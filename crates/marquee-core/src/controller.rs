//! # Element Animation Controller
//!
//! Per-element entrance → hold → exit state machine.
//!
//! ## Responsibilities
//! - **Phase timing**: converts speed codes and hold seconds into phase lengths.
//! - **Random effects**: collapses `Random` selectors once per cycle and caches the result.
//! - **Slideshows**: advances the item index each time a cycle completes.
//! - **Immediate bypass**: an immediate show/clear pair skips the machine entirely.

use crate::animation::clamp_unit;
use crate::effects::{phase_duration, random_pool, EffectName, EffectSelection};
use crate::frame::{AnimationPhase, PresentationFrame};
use crate::types::{elapsed_between, ElementId, ElementKind, Timestamp};
use rand::seq::SliceRandom;
use rand::Rng;
use serde::{Deserialize, Serialize};
use std::time::Duration;
use tracing::{debug, warn};

/// Per-element animation settings, read fresh on every tick.
#[derive(Clone, Debug, PartialEq, Serialize, Deserialize)]
pub struct AnimationConfig {
    #[serde(default)]
    pub entrance: EffectSelection,
    #[serde(default)]
    pub exit: EffectSelection,
    #[serde(default)]
    pub entrance_speed: Option<i64>,
    #[serde(default)]
    pub exit_speed: Option<i64>,
    #[serde(default)]
    pub hold_seconds: f64,
    #[serde(default)]
    pub kind: ElementKind,
}

impl Default for AnimationConfig {
    fn default() -> Self {
        Self {
            entrance: EffectSelection::default(),
            exit: EffectSelection::default(),
            entrance_speed: None,
            exit_speed: None,
            hold_seconds: 0.0,
            kind: ElementKind::default(),
        }
    }
}

impl AnimationConfig {
    /// Immediate show paired with immediate clear: the element is simply shown.
    pub fn is_immediate_pair(&self) -> bool {
        self.entrance == EffectSelection::Fixed(EffectName::ImmediateShowClear)
            && self.exit == EffectSelection::Fixed(EffectName::ImmediateShowClear)
    }

    /// Hold length; negative and NaN values collapse to zero. `None` holds forever.
    pub fn hold_duration(&self) -> Option<Duration> {
        Duration::try_from_secs_f64(self.hold_seconds.max(0.0)).ok()
    }
}

/// Mutable animation state of one visible element.
#[derive(Clone, Debug, PartialEq)]
pub struct AnimationState {
    pub phase: AnimationPhase,
    pub progress: f64,
    /// Time spent in the current phase.
    pub elapsed: Duration,
    pub cycle_start: Timestamp,
    pub current_item_index: usize,
    pub selected_entrance: Option<EffectName>,
    pub selected_exit: Option<EffectName>,
    pub cycles_completed: u64,
}

impl AnimationState {
    pub fn new(now: Timestamp) -> Self {
        Self {
            phase: AnimationPhase::Entrance,
            progress: 0.0,
            elapsed: Duration::ZERO,
            cycle_start: now,
            current_item_index: 0,
            selected_entrance: None,
            selected_exit: None,
            cycles_completed: 0,
        }
    }
}

/// Drives one element through its animation cycle.
#[derive(Clone, Debug)]
pub struct ElementAnimationController {
    element_id: ElementId,
    /// `None` while the immediate show/clear bypass is active.
    state: Option<AnimationState>,
    clock: Timestamp,
}

impl ElementAnimationController {
    pub fn new(element_id: ElementId, now: Timestamp) -> Self {
        Self {
            element_id,
            state: Some(AnimationState::new(now)),
            clock: now,
        }
    }

    pub fn element_id(&self) -> ElementId {
        self.element_id
    }

    pub fn state(&self) -> Option<&AnimationState> {
        self.state.as_ref()
    }

    /// Time of the last tick seen by this controller.
    pub fn clock(&self) -> Timestamp {
        self.clock
    }

    /// Restarts the cycle from `Entrance` at `now`.
    pub fn reset(&mut self, now: Timestamp) {
        self.state = Some(AnimationState::new(now));
        self.clock = now;
    }

    /// Advances to `now`. Backward clock jumps count as a zero delta.
    pub fn advance<R: Rng + ?Sized>(
        &mut self,
        now: Timestamp,
        config: &AnimationConfig,
        item_count: usize,
        rng: &mut R,
    ) -> PresentationFrame {
        let dt = elapsed_between(self.clock, now);
        self.clock = now;
        self.step(dt, config, item_count, rng)
    }

    /// Advances by `dt`, moving the controller clock forward by the same amount.
    pub fn advance_by<R: Rng + ?Sized>(
        &mut self,
        dt: Duration,
        config: &AnimationConfig,
        item_count: usize,
        rng: &mut R,
    ) -> PresentationFrame {
        if let Some(clock) = chrono::Duration::from_std(dt)
            .ok()
            .and_then(|delta| self.clock.checked_add_signed(delta))
        {
            self.clock = clock;
        }
        self.step(dt, config, item_count, rng)
    }

    /// Rolls a `Random` entrance ahead of the first tick so the initial frame
    /// names the effect that will actually play.
    pub fn prime<R: Rng + ?Sized>(&mut self, config: &AnimationConfig, rng: &mut R) {
        if config.is_immediate_pair() {
            return;
        }
        if let Some(state) = self.state.as_mut() {
            if state.phase == AnimationPhase::Entrance {
                resolve_entrance(self.element_id, state, config, rng);
            }
        }
    }

    /// Frame for the current state without advancing time.
    ///
    /// A `Random` selector that has not been rolled yet (see [`Self::prime`])
    /// reports `ImmediateShowClear` as a placeholder.
    pub fn frame(&self, config: &AnimationConfig, item_count: usize) -> PresentationFrame {
        match &self.state {
            None => PresentationFrame::steady(self.element_id, EffectName::ImmediateShowClear, 0),
            Some(state) => {
                let resolved_effect = match state.phase {
                    AnimationPhase::Entrance | AnimationPhase::Hold => {
                        config.entrance.fixed().or(state.selected_entrance)
                    }
                    AnimationPhase::Exit => config.exit.fixed().or(state.selected_exit),
                }
                .unwrap_or(EffectName::ImmediateShowClear);
                PresentationFrame {
                    element_id: self.element_id,
                    phase: state.phase,
                    progress: clamp_unit(state.progress),
                    resolved_effect,
                    item_index: if item_count == 0 {
                        0
                    } else {
                        state.current_item_index % item_count
                    },
                    properties: None,
                }
            }
        }
    }

    fn step<R: Rng + ?Sized>(
        &mut self,
        dt: Duration,
        config: &AnimationConfig,
        item_count: usize,
        rng: &mut R,
    ) -> PresentationFrame {
        if config.is_immediate_pair() {
            if self.state.take().is_some() {
                debug!(
                    element = self.element_id,
                    "immediate show/clear pair, dropping animation state"
                );
            }
            return PresentationFrame::steady(self.element_id, EffectName::ImmediateShowClear, 0);
        }

        let now = self.clock;
        let element_id = self.element_id;
        let state = self.state.get_or_insert_with(|| AnimationState::new(now));
        state.elapsed = state.elapsed.saturating_add(dt);

        match state.phase {
            AnimationPhase::Entrance => {
                let entrance = resolve_entrance(element_id, state, config, rng);
                let duration = phase_duration(entrance, config.entrance_speed);
                if state.elapsed >= duration {
                    debug!(element = element_id, effect = %entrance, "entrance complete");
                    state.phase = AnimationPhase::Hold;
                    state.progress = 1.0;
                    state.elapsed = Duration::ZERO;
                } else {
                    state.progress = ratio(state.elapsed, duration);
                }
            }
            AnimationPhase::Hold => {
                state.progress = 1.0;
                let expired = config
                    .hold_duration()
                    .map_or(false, |hold| state.elapsed >= hold);
                if expired {
                    state.elapsed = Duration::ZERO;
                    if resolve_entrance(element_id, state, config, rng).is_immediate() {
                        // Immediately shown content never plays an exit.
                        debug!(
                            element = element_id,
                            "hold expired, exit skipped for immediate show"
                        );
                    } else {
                        let exit = resolve_exit(element_id, state, config, rng);
                        debug!(element = element_id, effect = %exit, "hold complete");
                        state.phase = AnimationPhase::Exit;
                        state.progress = 0.0;
                    }
                }
            }
            AnimationPhase::Exit => {
                if resolve_entrance(element_id, state, config, rng).is_immediate() {
                    state.phase = AnimationPhase::Hold;
                    state.progress = 1.0;
                    state.elapsed = Duration::ZERO;
                } else {
                    let exit = resolve_exit(element_id, state, config, rng);
                    let duration = phase_duration(exit, config.exit_speed);
                    if state.elapsed >= duration {
                        start_next_cycle(element_id, state, now, item_count);
                        resolve_entrance(element_id, state, config, rng);
                    } else {
                        state.progress = ratio(state.elapsed, duration);
                    }
                }
            }
        }

        self.frame(config, item_count)
    }
}

fn ratio(elapsed: Duration, duration: Duration) -> f64 {
    if duration.is_zero() {
        return 1.0;
    }
    (elapsed.as_secs_f64() / duration.as_secs_f64()).min(1.0)
}

fn resolve_entrance<R: Rng + ?Sized>(
    element_id: ElementId,
    state: &mut AnimationState,
    config: &AnimationConfig,
    rng: &mut R,
) -> EffectName {
    match config.entrance {
        EffectSelection::Fixed(effect) => effect,
        EffectSelection::Random => *state
            .selected_entrance
            .get_or_insert_with(|| roll(element_id, "entrance", config, rng)),
    }
}

fn resolve_exit<R: Rng + ?Sized>(
    element_id: ElementId,
    state: &mut AnimationState,
    config: &AnimationConfig,
    rng: &mut R,
) -> EffectName {
    match config.exit {
        EffectSelection::Fixed(effect) => effect,
        EffectSelection::Random => *state
            .selected_exit
            .get_or_insert_with(|| roll(element_id, "exit", config, rng)),
    }
}

fn roll<R: Rng + ?Sized>(
    element_id: ElementId,
    role: &str,
    config: &AnimationConfig,
    rng: &mut R,
) -> EffectName {
    let effect = random_pool(config.kind)
        .choose(rng)
        .copied()
        .unwrap_or(EffectName::ImmediateShowClear);
    debug!(element = element_id, role, effect = %effect, "random effect selected");
    effect
}

fn start_next_cycle(
    element_id: ElementId,
    state: &mut AnimationState,
    now: Timestamp,
    item_count: usize,
) {
    state.current_item_index = if item_count == 0 {
        warn!(element = element_id, "cycle completed with an empty item list, index stays at 0");
        0
    } else {
        (state.current_item_index + 1) % item_count
    };
    state.phase = AnimationPhase::Entrance;
    state.progress = 0.0;
    state.elapsed = Duration::ZERO;
    state.selected_entrance = None;
    state.selected_exit = None;
    state.cycles_completed += 1;
    state.cycle_start = now;
    debug!(
        element = element_id,
        item = state.current_item_index,
        cycle = state.cycles_completed,
        "cycle complete"
    );
}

**How to complete this task**
Retype the records above from the very first line down to the line with "the machine entirely.", keeping both of those lines. Include nothing beyond them.

**Answer for this exercise**
filename crates/marquee-core/src/controller.rs
//! # Element Animation Controller
//!
//! Per-element entrance → hold → exit state machine.
//!
//! ## Responsibilities
//! - **Phase timing**: converts speed codes and hold seconds into phase lengths.
//! - **Random effects**: collapses `Random` selectors once per cycle and caches the result.
//! - **Slideshows**: advances the item index each time a cycle completes.
//! - **Immediate bypass**: an immediate show/clear pair skips the machine entirely.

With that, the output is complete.